In our own century federal interest in heraldry has revived. Predictably, it was military necessity that brought on the renewed interest. During the First World War the United States Army expanded enormously. and to provide readable emblems for the many new army units an insignia office was established in 1919 in the War Department. During World War II its volume of business increased and in 1957 it was given a fixed statutory basis. The 1957 statute expanded the scope of its duties as well, authorizing the Secretary of the Army to furnish heraldic services not only to armed forces units* but also to federal civilian agencies. In 1960 the office acquired its present a official name, the Institute of Heraldry, United States Army".

Besides designing arms and badges for armed forces units and federal agencies, the Institute has also been responsible for the designs which added the 49th and 50th stars to the American Flag. The Institute also designed the Medal of Freedom, the American counterpart to the Legion of Honour, and the Order of the British Empire. In this way the Institute resembles Carolina Herald who was authorized to devise honorary 'distinctions to inhabitants'.

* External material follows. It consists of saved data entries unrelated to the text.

//! Serves stored product images.

use crate::{errors::AppResult, state::AppState};
use axum::{
    body::Body,
    extract::{Path, State},
    http::{HeaderValue, StatusCode, header},
    response::Response,
};
use tokio_util::io::ReaderStream;

/// GET `/images/{file_name}` — stream an image back to the client.
pub async fn get_image(
    State(state): State<AppState>,
    Path(file_name): Path<String>,
) -> AppResult<Response> {
    let file = state.images.open(&file_name).await?;
    let length = file.metadata().await.ok().map(|m| m.len());

    let mut response = Response::new(Body::from_stream(ReaderStream::new(file)));
    *response.status_mut() = StatusCode::OK;

    let headers = response.headers_mut();
    headers.insert(
        header::CONTENT_TYPE,
        HeaderValue::from_static(content_type_for(&file_name)),
    );
    if let Some(length) = length {
        headers.insert(header::CONTENT_LENGTH, HeaderValue::from(length));
    }

    Ok(response)
}

fn content_type_for(file_name: &str) -> &'static str {
    let extension = file_name
        .rsplit_once('.')
        .map(|(_, ext)| ext.to_ascii_lowercase())
        .unwrap_or_default();
    match extension.as_str() {
        "png" => "image/png",
        "jpg" | "jpeg" => "image/jpeg",
        "gif" => "image/gif",
        "webp" => "image/webp",
        "svg" => "image/svg+xml",
        "bmp" => "image/bmp",
        "ico" => "image/x-icon",
        _ => "application/octet-stream",
    }
}

#[cfg(test)]
mod tests {
    use super::content_type_for;

    #[test]
    fn guesses_content_type_from_extension() {
        assert_eq!(content_type_for("abc_photo.PNG"), "image/png");
        assert_eq!(content_type_for("abc_photo.jpeg"), "image/jpeg");
        assert_eq!(content_type_for("abc_notes"), "application/octet-stream");
    }
}
//! Data models for the product catalog.
//!
//! `product` is the persisted entity; `view_models` holds the transient form
//! payloads used by the create and edit screens.

pub mod product;
pub mod view_models;
pub mod file_store;
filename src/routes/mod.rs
#[allow(clippy::module_inception)]
pub mod routes;
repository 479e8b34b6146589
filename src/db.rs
//! SQLite pool setup and schema initialisation.

use anyhow::{Context, Result};
use sqlx::{
    SqlitePool,
    sqlite::{SqliteConnectOptions, SqlitePoolOptions},
};
use std::{fs, path::Path, str::FromStr};

/// Schema script, embedded so the binary and the tests never depend on the
/// working directory.
const INIT_SQL: &str = include_str!("../migrations/0001_init.sql");

/// Open a pool for `database_url`, creating the database file and its parent
/// directory when they are missing.
pub async fn connect(database_url: &str) -> Result<SqlitePool> {
    tracing::debug!("Connecting using raw URL => {}", database_url);

    // Extract the local file path SQLx will use
    let db_path = database_url
        .trim_start_matches("sqlite://")
        .trim_start_matches("sqlite:")
        .trim_start_matches("file:");
    let db_path = db_path.split('?').next().unwrap_or(db_path);

    if !db_path.is_empty() && !db_path.starts_with(":memory:") {
        if let Some(parent) = Path::new(db_path).parent() {
            if !parent.as_os_str().is_empty() && !parent.exists() {
                fs::create_dir_all(parent)
                    .with_context(|| format!("creating database directory {:?}", parent))?;
                tracing::info!("Created missing directory {:?}", parent);
            }
        }
    }

    let options = SqliteConnectOptions::from_str(database_url)
        .with_context(|| format!("parsing database URL `{}`", database_url))?
        .create_if_missing(true);
    open(options).await
}

/// Open a pool over a database file at `path`.
pub async fn connect_file(path: &Path) -> Result<SqlitePool> {
    let options = SqliteConnectOptions::new()
        .filename(path)
        .create_if_missing(true);
    open(options).await
}

async fn open(options: SqliteConnectOptions) -> Result<SqlitePool> {
    let pool = SqlitePoolOptions::new()
        .max_connections(5)
        .connect_with(options)
        .await
        .context("opening SQLite pool")?;
    Ok(pool)
}

/// Run the embedded schema script one statement at a time.
pub async fn run_migrations(db: &SqlitePool) -> Result<()> {
    let statements = INIT_SQL
        .split(';')
        .map(str::trim)
        .filter(|s| !s.is_empty())
        .collect::<Vec<_>>();

    tracing::info!("Running {} migration statements...", statements.len());

    for stmt in statements {
        tracing::debug!("Executing migration SQL: {}", stmt);
        sqlx::query(stmt)
            .execute(db)
            .await
            .with_context(|| format!("executing migration statement `{}`", stmt))?;
    }

    Ok(())
}
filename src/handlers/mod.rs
pub mod health_handlers;
pub mod image_handlers;
pub mod product_handlers;
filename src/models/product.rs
//! Represents a product record in the catalog.

use rust_decimal::Decimal;
use serde::Serialize;
use sqlx::{FromRow, Row, sqlite::SqliteRow};

/// A single catalog entry.
///
/// `image` holds the generated filename of the uploaded picture inside the
/// images directory, or `None` when no picture was ever uploaded.
#[derive(Serialize, Clone, Debug, PartialEq)]
pub struct Product {
    /// Identity assigned by the database on insert.
    pub id: i64,

    /// Display name.
    pub name: String,

    /// Unit price.
    pub price: Decimal,

    /// Units in stock.
    pub quantity: i32,

    /// Stored image filename, if any.
    pub image: Option<String>,
}

impl Product {
    /// Build a product that has not been persisted yet. The `id` is a
    /// placeholder until the repository assigns one.
    pub fn new(name: impl Into<String>, price: Decimal, quantity: i32, image: Option<String>) -> Self {
        Self {
            id: 0,
            name: name.into(),
            price,
            quantity,
            image,
        }
    }
}

// Prices are kept as TEXT in SQLite, which has no decimal column type.
impl<'r> FromRow<'r, SqliteRow> for Product {
    fn from_row(row: &'r SqliteRow) -> Result<Self, sqlx::Error> {
        let raw_price: String = row.try_get("price")?;
        let price = raw_price
            .parse::<Decimal>()
            .map_err(|err| sqlx::Error::ColumnDecode {
                index: "price".into(),
                source: Box::new(err),
            })?;

        Ok(Self {
            id: row.try_get("id")?,
            name: row.try_get("name")?,
            price,
            quantity: row.try_get("quantity")?,
            image: row.try_get("image")?,
        })
    }
}
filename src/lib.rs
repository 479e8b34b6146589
//! Product catalog: CRUD screens over SQLite with image uploads kept on disk.

pub mod config;
pub mod db;
pub mod errors;
pub mod handlers;
pub mod models;
pub mod repositories;
pub mod routes;
pub mod services;
pub mod state;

While public arms are regulated by the Institute of Heraldry, private heraldry has -remained unregulated in American law. Any 'regulation' has come from private persons or voluntary associations. One of the early records of private heraldry is the "Gore Roll". This is a record of 99 coats of arms and derives its name from its first known owner, John Gore, a Boston carriage painter born in 1718. The roll apparently was compiled between 1701 and 1724 and it would seem to have been the work of a herald painter who engraved coffin plates and produced hatchments and banners used at funerals in that day for noted citizens. A hatchment is a painting of a deceased armiger's coat of arms. It was generally placed over the door of his house to indicate mourning and, after the funeral, it was often removed to the church and placed above the deceased's tomb. The entire Gore Roll was printed in the August, 1865, number of The Heraldic Journal, an early American periodical concerned with coats of arms.

Operating in our own day is the New England Historic Genealogy Society's Committee on Heraldry. The Committee consists of persons knowledgeable in heraldry and it accepts registrations of American arms. Periodically, since 1928, it has published a roll of arms in the Society's Register.

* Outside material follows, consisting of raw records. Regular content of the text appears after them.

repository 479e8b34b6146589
//! Form models exchanged with the create and edit screens.
//!
//! A submitted form arrives as loosely typed [`FormData`]. Binding turns it
//! into a typed view model and collects every problem found along the way,
//! both parse failures and rule violations, keyed by field name. Binding never
//! fails outright: a bad field yields an error entry and a default value so
//! the form can be re-rendered with what the user typed.

use super::product::Product;
use bytes::Bytes;
use rust_decimal::Decimal;
use serde::Serialize;
use std::{
    borrow::Cow,
    collections::{BTreeMap, HashMap},
    str::FromStr,
};
use validator::{Validate, ValidationError};

/// Error messages per form field, ordered for stable output.
pub type FieldErrors = BTreeMap<String, Vec<String>>;

/// An uploaded file held in memory until the form has been validated.
#[derive(Clone, Debug)]
pub struct UploadedFile {
    /// Filename as sent by the client.
    pub file_name: String,
    pub content_type: Option<String>,
    pub data: Bytes,
}

/// Raw submitted form: text fields by name plus the optional image part.
#[derive(Debug, Default)]
pub struct FormData {
    pub fields: HashMap<String, String>,
    pub image: Option<UploadedFile>,
}

impl FormData {
    /// Trimmed value of a text field, empty when the field was not sent.
    pub fn text(&self, name: &str) -> &str {
        self.fields.get(name).map(|v| v.trim()).unwrap_or("")
    }
}

/// A form ready to be rendered: the model plus any field errors.
#[derive(Serialize, Debug)]
pub struct FormView<T> {
    pub model: T,
    pub errors: FieldErrors,
}

impl<T> FormView<T> {
    pub fn new(model: T) -> Self {
        Self {
            model,
            errors: FieldErrors::new(),
        }
    }

    pub fn with_errors(model: T, errors: FieldErrors) -> Self {
        Self { model, errors }
    }
}

/// Payload of the "new product" form.
#[derive(Serialize, Validate, Clone, Debug, Default)]
pub struct CreateViewModel {
    #[validate(length(min = 1, max = 100, message = "Name is required (at most 100 characters)"))]
    pub name: String,

    #[validate(custom(function = "validate_price"))]
    pub price: Decimal,

    #[validate(range(min = 0, message = "Quantity cannot be negative"))]
    pub quantity: i32,

    #[serde(skip)]
    pub image: Option<UploadedFile>,
}

impl CreateViewModel {
    /// Bind a submitted form, returning the model and every error found.
    pub fn bind(form: FormData) -> (Self, FieldErrors) {
        let mut errors = FieldErrors::new();
        let name = form.text("name").to_string();
        let price = parse_field::<Decimal>(&form, "price", "Price", &mut errors);
        let quantity = parse_field::<i32>(&form, "quantity", "Quantity", &mut errors);

        let model = Self {
            name,
            price: price.unwrap_or_default(),
            quantity: quantity.unwrap_or_default(),
            image: form.image,
        };
        collect_rule_errors(&model, &mut errors);
        (model, errors)
    }

    /// Turn the validated form into an unsaved product.
    pub fn into_product(self, image: Option<String>) -> Product {
        Product::new(self.name, self.price, self.quantity, image)
    }
}

/// Payload of the "edit product" form.
///
/// `existing_image` travels with the form so the screen can show the current
/// picture and so a re-rendered form keeps it.
#[derive(Serialize, Validate, Clone, Debug, Default)]
pub struct EditViewModel {
    #[validate(range(min = 1, message = "Unknown product"))]
    pub id: i64,

    #[validate(length(min = 1, max = 100, message = "Name is required (at most 100 characters)"))]
    pub name: String,

    #[validate(custom(function = "validate_price"))]
    pub price: Decimal,

    #[validate(range(min = 0, message = "Quantity cannot be negative"))]
    pub quantity: i32,

    pub existing_image: Option<String>,

    #[serde(skip)]
    pub image: Option<UploadedFile>,
}

impl EditViewModel {
    pub fn bind(form: FormData) -> (Self, FieldErrors) {
        let mut errors = FieldErrors::new();
        let id = parse_field::<i64>(&form, "id", "Id", &mut errors);
        let name = form.text("name").to_string();
        let price = parse_field::<Decimal>(&form, "price", "Price", &mut errors);
        let quantity = parse_field::<i32>(&form, "quantity", "Quantity", &mut errors);
        let existing_image = Some(form.text("existing_image"))
            .filter(|v| !v.is_empty())
            .map(str::to_string);

        let model = Self {
            id: id.unwrap_or_default(),
            name,
            price: price.unwrap_or_default(),
            quantity: quantity.unwrap_or_default(),
            existing_image,
            image: form.image,
        };
        // A failed id parse already explains itself.
        if id.is_some() {
            collect_rule_errors(&model, &mut errors);
        } else {
            let mut rule_errors = FieldErrors::new();
            collect_rule_errors(&model, &mut rule_errors);
            rule_errors.remove("id");
            merge(&mut errors, rule_errors);
        }
        (model, errors)
    }

    /// Overwrite the editable fields of `product`. The image is handled
    /// separately since it only changes when a new file was uploaded.
    pub fn apply_to(&self, product: &mut Product) {
        product.name = self.name.clone();
        product.price = self.price;
        product.quantity = self.quantity;
    }
}

impl From<Product> for EditViewModel {
    fn from(product: Product) -> Self {
        Self {
            id: product.id,
            name: product.name,
            price: product.price,
            quantity: product.quantity,
            existing_image: product.image,
            image: None,
        }
    }
}

/// Delete confirmation screen. `error` is set when a delete attempt failed
/// and the screen is shown again.
#[derive(Serialize, Debug)]
pub struct DeleteView {
    pub product: Option<Product>,
    pub error: Option<String>,
}

fn validate_price(price: &Decimal) -> Result<(), ValidationError> {
    if *price < Decimal::ZERO {
        let mut err = ValidationError::new("negative_price");
        err.message = Some(Cow::from("Price cannot be negative"));
        return Err(err);
    }
    Ok(())
}

/// Parse a required text field, recording a message under `field` on failure.
fn parse_field<T: FromStr>(
    form: &FormData,
    field: &str,
    label: &str,
    errors: &mut FieldErrors,
) -> Option<T> {
    let raw = form.text(field);
    if raw.is_empty() {
        push_error(errors, field, format!("{} is required", label));
        return None;
    }
    match raw.parse::<T>() {
        Ok(value) => Some(value),
        Err(_) => {
            push_error(errors, field, format!("{} must be a valid number", label));
            None
        }
    }
}

fn collect_rule_errors(model: &impl Validate, errors: &mut FieldErrors) {
    let Err(validation) = model.validate() else {
        return;
    };
    for (field, field_errors) in validation.field_errors() {
        for err in field_errors {
            let message = err
                .message
                .as_ref()
                .map(|m| m.to_string())
                .unwrap_or_else(|| err.code.to_string());
            push_error(errors, &field, message);
        }
    }
}

fn push_error(errors: &mut FieldErrors, field: &str, message: String) {
    errors.entry(field.to_string()).or_default().push(message);
}

fn merge(into: &mut FieldErrors, from: FieldErrors) {
    for (field, messages) in from {
        into.entry(field).or_default().extend(messages);
    }
}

Perhaps the best contemporary American work on heraldry is J. A. Reynolds' Heraldry and You: Modern Heraldic Usage in America (New York, 1961). Dr. Reynolds is Herald Emeritus of the American Grand Priory of the Military and Hospitaller Order of Saint Lazarus of Jerusalem and his book, profused illustrated in his phrase with 'brave forms and brilliant colors', provides prudent advice for Americans on a subject which at times is ill-adapted to American mores.

* The arms and badges of army units have been collected and published. James A. Sawicki, Infantry Regiments of the U S Army (Dumfries, Va., 1981) and Cavalry Regiments of the U S Army (Dumfries, Va., 1985).